El chirrido agudo y lastimero de la leyenda reverberó en la cueva, y
los aventureros aguardaron inmóviles a ver los resultados de sus
esfuerzos. Tras disiparse la humareda, sus ojos se iluminaron; La
Deidad del Hielo se derrumbaba hacia delante sin remedio, con un
enorme agujero en dónde antes estaba la zona inferior de su pierna.
Keiken saltó de regreso con sus colegas, hincado sobre una rodilla.

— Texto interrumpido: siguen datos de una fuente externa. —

/// Visual category of a status, mapped to a theme style by the UI.
#[derive(Debug, Clone, Copy, PartialEq, Eq)]
pub enum Category {
    Success,
    Warning,
    Info,
    Neutral,
}

/// Action a record in a given status offers the user.
#[derive(Debug, Clone, Copy, PartialEq, Eq)]
pub enum ActionKind {
    StartAssessment,
    ContinueAssessment,
    DownloadCertificate,
}

impl ActionKind {
    pub fn label(&self) -> &'static str {
        match self {
            ActionKind::StartAssessment => "Start Assessment",
            ActionKind::ContinueAssessment => "Continue Assessment",
            ActionKind::DownloadCertificate => "Download Certificate",
        }
    }
}

/// Display policy for one domain status value.
#[derive(Debug, Clone)]
pub struct StatusDescriptor {
    pub status: String,
    pub label: String,
    pub category: Category,
    pub actions: Vec<ActionKind>,
}

impl StatusDescriptor {
    pub fn new(status: &str, label: &str, category: Category, actions: &[ActionKind]) -> Self {
        Self {
            status: status.to_string(),
            label: label.to_string(),
            category,
            actions: actions.to_vec(),
        }
    }

    /// The action shown as the row's primary control, if any.
    pub fn primary_action(&self) -> Option<ActionKind> {
        self.actions.first().copied()
    }
}

/// Data-driven lookup from status values to display descriptors.
///
/// Adding a status is a table entry, not a new conditional. Unrecognized
/// statuses resolve to a Neutral fallback rather than failing.
#[derive(Debug, Clone)]
pub struct StatusRegistry {
    entries: Vec<StatusDescriptor>,
    fallback: StatusDescriptor,
}

impl StatusRegistry {
    pub fn new() -> Self {
        Self {
            entries: Vec::new(),
            fallback: StatusDescriptor::new("", "Unknown", Category::Neutral, &[]),
        }
    }

    /// Registry preloaded with every status the sample data uses.
    pub fn with_defaults() -> Self {
        let mut registry = Self::new();
        registry.register(StatusDescriptor::new(
            "completed",
            "Completed",
            Category::Success,
            &[ActionKind::DownloadCertificate],
        ));
        registry.register(StatusDescriptor::new(
            "ready",
            "Ready to Start",
            Category::Info,
            &[ActionKind::StartAssessment],
        ));
        registry.register(StatusDescriptor::new(
            "pending",
            "In Progress",
            Category::Warning,
            &[ActionKind::ContinueAssessment],
        ));
        registry.register(StatusDescriptor::new("active", "Active", Category::Info, &[]));
        registry.register(StatusDescriptor::new(
            "paused",
            "Paused",
            Category::Warning,
            &[],
        ));
        registry
    }

    /// Add or replace the entry for `descriptor.status`.
    pub fn register(&mut self, descriptor: StatusDescriptor) {
        match self.entries.iter_mut().find(|e| e.status == descriptor.status) {
            Some(existing) => *existing = descriptor,
            None => self.entries.push(descriptor),
        }
    }

    /// Total lookup: same input always yields the same descriptor.
    pub fn resolve(&self, status: &str) -> &StatusDescriptor {
        self.entries
            .iter()
            .find(|e| e.status == status)
            .unwrap_or(&self.fallback)
    }
}

impl Default for StatusRegistry {
    fn default() -> Self {
        Self::with_defaults()
    }
}

#[cfg(test)]
mod tests {
    use super::*;

    #[test]
    fn resolves_known_statuses() {
        let registry = StatusRegistry::with_defaults();

        let completed = registry.resolve("completed");
        assert_eq!(completed.label, "Completed");
        assert_eq!(completed.category, Category::Success);
        assert_eq!(
            completed.primary_action(),
            Some(ActionKind::DownloadCertificate)
        );

        let ready = registry.resolve("ready");
        assert_eq!(ready.category, Category::Info);
        assert_eq!(ready.primary_action(), Some(ActionKind::StartAssessment));
    }

    #[test]
    fn unknown_status_falls_back_to_neutral() {
        let registry = StatusRegistry::with_defaults();
        let descriptor = registry.resolve("unknown-status");
        assert_eq!(descriptor.category, Category::Neutral);
        assert!(!descriptor.label.is_empty());
        assert!(descriptor.actions.is_empty());
    }

    #[test]
    fn register_replaces_existing_entry() {
        let mut registry = StatusRegistry::with_defaults();
        registry.register(StatusDescriptor::new(
            "pending",
            "Awaiting Practical",
            Category::Warning,
            &[ActionKind::ContinueAssessment],
        ));
        assert_eq!(registry.resolve("pending").label, "Awaiting Practical");
    }

    #[test]
    fn resolve_is_deterministic() {
        let registry = StatusRegistry::with_defaults();
        assert_eq!(
            registry.resolve("ready").label,
            registry.resolve("ready").label
        );
    }
}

Al verlo caer, Kuro reprimió el impulso de dar una voltereta en el
aire. Eso no iría nada bien con su imagen.
-Será mejor que lo acabemos ahora que podemos, o podría darnos más
problemas. –Razonó, más interesado en la idea de desquitarse por
todas las dificultades ocasionadas, que en algo relacionado con la
practicidad.
-Espera. –Izzy se adelantó, enfrentando a la deidad caída. Habló con
su voz enérgica y característica autoridad: -Has perdido. No puedes
levantarte y pelear, reconoce tu derrota y déjanos salir, prometo
que no volveremos a invadir tus dominios y podrás dormir en paz.
Silencio.
Regice levantó unos centímetros la parte superior de su cuerpo, lo
suficiente para dejar ver las siete luces místicas encenderse y
apagarse rápidamente, formando diversos patrones.
Por un momento pareció que estaba considerando las palabras de la
muchacha.
Pero en un movimiento fluido, alzó una mano y le disparó un rayo de
hielo.
Nadie atinó a moverse, ni siquiera tuvieron tiempo de pensar en lo
estúpida que había sido la idea, la luz que se disponía a tragarse a
Izzy también había dejado en blanco las mentes de todos los demás.
Todas, exceptuando la de
un Marshtomp, que sacando fuerzas de sepa dios dónde, saltó
ciegamente frente al ataque.
BAM.
La prisión congelada golpeó al suelo con un ruido seco,
aterrizando frente a la chica.
Izzy buscó en los ojos abiertos de Oliver, tratando de ver algo, una
señal de vida. No la encontró. Movió los labios azulados y
temblorosos, pero no salió de ellos palabra alguna.
Nuevos crujidos se hicieron oír, y se demoraron varios segundos en
darse cuenta de que provenían del Regice; En el hueco de su pierna,
escamas y costras de hielo se acumulaban velozmente, solidificándose
y alargando paulatinamente la cercenada extremidad, hasta que pronto
la pierna había recuperado una forma que, aunque más tosca y
grosera, era similar en sus dimensiones a la que poseyera antes del
ataque.
Lenta y parsimoniosamente, la leyenda levitó hasta enderezarse, sin
muestra alguna de fatiga o dolor, con el mismo resplandor místico
que destilaba en el primer momento en que lo vieron.
-Me equivoqué… -Susurró Izzy con la voz entrecortada, cabello
ocultándole el rostro y una mano apoyada en el bloque de cristal que
encerraba a Oliver. –No es posible… no es posible ganar.